What the exercise asks
The entries that follow are to be duplicated in full, character for character.

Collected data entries
// Copyright (c) 2025 Soumyadip Sarkar.
// All rights reserved.
//
// This source code is licensed under the license found in the
// LICENSE file in the root directory of this source tree.

use crate::error::StoreError;
use crate::models::{NewBill, RawBill};
use anyhow::Result;
use reqwest::blocking::{Client, RequestBuilder};
use serde::de::DeserializeOwned;
use std::cell::{Cell, RefCell};
use std::time::Duration;
use tracing::debug;

const UA: &str = concat!(
    "billed/",
    env!("CARGO_PKG_VERSION"),
    " (+https://github.com/alphavelocity/billed)"
);

/// Capability over the remote `bills` collection. Every call is single-shot:
/// no retry and no caching.
pub trait BillsStore {
    fn list(&self) -> Result<Vec<RawBill>, StoreError>;
    fn create(&self, bill: &NewBill) -> Result<RawBill, StoreError>;
    fn update(&self, id: &str, bill: &RawBill) -> Result<RawBill, StoreError>;
}

pub fn http_client(timeout: Duration) -> Result<Client> {
    let c = Client::builder().timeout(timeout).user_agent(UA).build()?;
    Ok(c)
}

pub struct HttpStore {
    client: Client,
    base: String,
    token: Option<String>,
}

impl HttpStore {
    pub fn new(api_url: &str, timeout: Duration) -> Result<Self> {
        Ok(HttpStore {
            client: http_client(timeout)?,
            base: api_url.trim_end_matches('/').to_string(),
            token: None,
        })
    }

    pub fn with_token(mut self, token: Option<String>) -> Self {
        self.token = token.filter(|t| !t.is_empty());
        self
    }

    fn url(&self, path: &str) -> String {
        format!("{}/{}", self.base, path)
    }

    fn authorized(&self, rb: RequestBuilder) -> RequestBuilder {
        match &self.token {
            Some(t) => rb.bearer_auth(t),
            None => rb,
        }
    }

    fn send<T: DeserializeOwned>(&self, rb: RequestBuilder) -> Result<T, StoreError> {
        let resp = self.authorized(rb).send()?;
        let status = resp.status();
        if !status.is_success() {
            let body = resp.text().unwrap_or_default();
            debug!(status = status.as_u16(), %body, "store request rejected");
            return Err(StoreError::Status {
                status: status.as_u16(),
                body,
            });
        }
        let text = resp.text()?;
        Ok(serde_json::from_str(&text)?)
    }
}

impl BillsStore for HttpStore {
    fn list(&self) -> Result<Vec<RawBill>, StoreError> {
        debug!(url = %self.url("bills"), "listing bills");
        self.send(self.client.get(self.url("bills")))
    }

    fn create(&self, bill: &NewBill) -> Result<RawBill, StoreError> {
        self.send(self.client.post(self.url("bills")).json(bill))
    }

    fn update(&self, id: &str, bill: &RawBill) -> Result<RawBill, StoreError> {
        self.send(
            self.client
                .patch(self.url(&format!("bills/{}", id)))
                .json(bill),
        )
    }
}

/// In-process store used offline and as a test double.
#[derive(Default)]
pub struct MemoryStore {
    bills: RefCell<Vec<RawBill>>,
    scope: Option<String>,
    fail_next: RefCell<Option<String>>,
    list_calls: Cell<usize>,
    next_id: Cell<u64>,
}

impl MemoryStore {
    pub fn new(bills: Vec<RawBill>) -> Self {
        MemoryStore {
            bills: RefCell::new(bills),
            ..Default::default()
        }
    }

    pub fn from_json(json: &str) -> Result<Self, StoreError> {
        Ok(MemoryStore::new(serde_json::from_str(json)?))
    }

    /// Restricts `list` to the bills of one user.
    pub fn scoped_to(mut self, email: Option<String>) -> Self {
        self.scope = email;
        self
    }

    /// Makes the next `list` call fail with `message`, then behave normally.
    pub fn fail_next_list(&self, message: impl Into<String>) {
        *self.fail_next.borrow_mut() = Some(message.into());
    }

    pub fn list_calls(&self) -> usize {
        self.list_calls.get()
    }

    pub fn snapshot(&self) -> Vec<RawBill> {
        self.bills.borrow().clone()
    }
}

impl BillsStore for MemoryStore {
    fn list(&self) -> Result<Vec<RawBill>, StoreError> {
        self.list_calls.set(self.list_calls.get() + 1);
        if let Some(msg) = self.fail_next.borrow_mut().take() {
            return Err(StoreError::Message(msg));
        }
        let bills = self.bills.borrow();
        Ok(match &self.scope {
            Some(email) => bills.iter().filter(|b| &b.email == email).cloned().collect(),
            None => bills.clone(),
        })
    }

    fn create(&self, bill: &NewBill) -> Result<RawBill, StoreError> {
        let n = self.next_id.get() + 1;
        self.next_id.set(n);
        let created = RawBill {
            id: format!("local-{}", n),
            email: bill.email.clone(),
            r#type: bill.r#type.clone(),
            name: bill.name.clone(),
            date: bill.date.clone(),
            amount: bill.amount,
            status: bill.status.clone(),
            comment_admin: None,
            file_url: bill.file_url.clone(),
            file_name: bill.file_name.clone(),
            vat: bill.vat.clone(),
            pct: bill.pct,
            commentary: bill.commentary.clone(),
        };
        self.bills.borrow_mut().push(created.clone());
        Ok(created)
    }

    fn update(&self, id: &str, bill: &RawBill) -> Result<RawBill, StoreError> {
        let mut bills = self.bills.borrow_mut();
        let slot = bills
            .iter_mut()
            .find(|b| b.id == id)
            .ok_or_else(StoreError::not_found)?;
        *slot = RawBill {
            id: id.to_string(),
            ..bill.clone()
        };
        Ok(slot.clone())
    }
}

Solution
// Copyright (c) 2025 Soumyadip Sarkar.
// All rights reserved.
//
// This source code is licensed under the license found in the
// LICENSE file in the root directory of this source tree.

use crate::error::StoreError;
use crate::models::{NewBill, RawBill};
use anyhow::Result;
use reqwest::blocking::{Client, RequestBuilder};
use serde::de::DeserializeOwned;
use std::cell::{Cell, RefCell};
use std::time::Duration;
use tracing::debug;

const UA: &str = concat!(
    "billed/",
    env!("CARGO_PKG_VERSION"),
    " (+https://github.com/alphavelocity/billed)"
);

/// Capability over the remote `bills` collection. Every call is single-shot:
/// no retry and no caching.
pub trait BillsStore {
    fn list(&self) -> Result<Vec<RawBill>, StoreError>;
    fn create(&self, bill: &NewBill) -> Result<RawBill, StoreError>;
    fn update(&self, id: &str, bill: &RawBill) -> Result<RawBill, StoreError>;
}

pub fn http_client(timeout: Duration) -> Result<Client> {
    let c = Client::builder().timeout(timeout).user_agent(UA).build()?;
    Ok(c)
}

pub struct HttpStore {
    client: Client,
    base: String,
    token: Option<String>,
}

impl HttpStore {
    pub fn new(api_url: &str, timeout: Duration) -> Result<Self> {
        Ok(HttpStore {
            client: http_client(timeout)?,
            base: api_url.trim_end_matches('/').to_string(),
            token: None,
        })
    }

    pub fn with_token(mut self, token: Option<String>) -> Self {
        self.token = token.filter(|t| !t.is_empty());
        self
    }

    fn url(&self, path: &str) -> String {
        format!("{}/{}", self.base, path)
    }

    fn authorized(&self, rb: RequestBuilder) -> RequestBuilder {
        match &self.token {
            Some(t) => rb.bearer_auth(t),
            None => rb,
        }
    }

    fn send<T: DeserializeOwned>(&self, rb: RequestBuilder) -> Result<T, StoreError> {
        let resp = self.authorized(rb).send()?;
        let status = resp.status();
        if !status.is_success() {
            let body = resp.text().unwrap_or_default();
            debug!(status = status.as_u16(), %body, "store request rejected");
            return Err(StoreError::Status {
                status: status.as_u16(),
                body,
            });
        }
        let text = resp.text()?;
        Ok(serde_json::from_str(&text)?)
    }
}

impl BillsStore for HttpStore {
    fn list(&self) -> Result<Vec<RawBill>, StoreError> {
        debug!(url = %self.url("bills"), "listing bills");
        self.send(self.client.get(self.url("bills")))
    }

    fn create(&self, bill: &NewBill) -> Result<RawBill, StoreError> {
        self.send(self.client.post(self.url("bills")).json(bill))
    }

    fn update(&self, id: &str, bill: &RawBill) -> Result<RawBill, StoreError> {
        self.send(
            self.client
                .patch(self.url(&format!("bills/{}", id)))
                .json(bill),
        )
    }
}

/// In-process store used offline and as a test double.
#[derive(Default)]
pub struct MemoryStore {
    bills: RefCell<Vec<RawBill>>,
    scope: Option<String>,
    fail_next: RefCell<Option<String>>,
    list_calls: Cell<usize>,
    next_id: Cell<u64>,
}

impl MemoryStore {
    pub fn new(bills: Vec<RawBill>) -> Self {
        MemoryStore {
            bills: RefCell::new(bills),
            ..Default::default()
        }
    }

    pub fn from_json(json: &str) -> Result<Self, StoreError> {
        Ok(MemoryStore::new(serde_json::from_str(json)?))
    }

    /// Restricts `list` to the bills of one user.
    pub fn scoped_to(mut self, email: Option<String>) -> Self {
        self.scope = email;
        self
    }

    /// Makes the next `list` call fail with `message`, then behave normally.
    pub fn fail_next_list(&self, message: impl Into<String>) {
        *self.fail_next.borrow_mut() = Some(message.into());
    }

    pub fn list_calls(&self) -> usize {
        self.list_calls.get()
    }

    pub fn snapshot(&self) -> Vec<RawBill> {
        self.bills.borrow().clone()
    }
}

impl BillsStore for MemoryStore {
    fn list(&self) -> Result<Vec<RawBill>, StoreError> {
        self.list_calls.set(self.list_calls.get() + 1);
        if let Some(msg) = self.fail_next.borrow_mut().take() {
            return Err(StoreError::Message(msg));
        }
        let bills = self.bills.borrow();
        Ok(match &self.scope {
            Some(email) => bills.iter().filter(|b| &b.email == email).cloned().collect(),
            None => bills.clone(),
        })
    }

    fn create(&self, bill: &NewBill) -> Result<RawBill, StoreError> {
        let n = self.next_id.get() + 1;
        self.next_id.set(n);
        let created = RawBill {
            id: format!("local-{}", n),
            email: bill.email.clone(),
            r#type: bill.r#type.clone(),
            name: bill.name.clone(),
            date: bill.date.clone(),
            amount: bill.amount,
            status: bill.status.clone(),
            comment_admin: None,
            file_url: bill.file_url.clone(),
            file_name: bill.file_name.clone(),
            vat: bill.vat.clone(),
            pct: bill.pct,
            commentary: bill.commentary.clone(),
        };
        self.bills.borrow_mut().push(created.clone());
        Ok(created)
    }

    fn update(&self, id: &str, bill: &RawBill) -> Result<RawBill, StoreError> {
        let mut bills = self.bills.borrow_mut();
        let slot = bills
            .iter_mut()
            .find(|b| b.id == id)
            .ok_or_else(StoreError::not_found)?;
        *slot = RawBill {
            id: id.to_string(),
            ..bill.clone()
        };
        Ok(slot.clone())
    }
}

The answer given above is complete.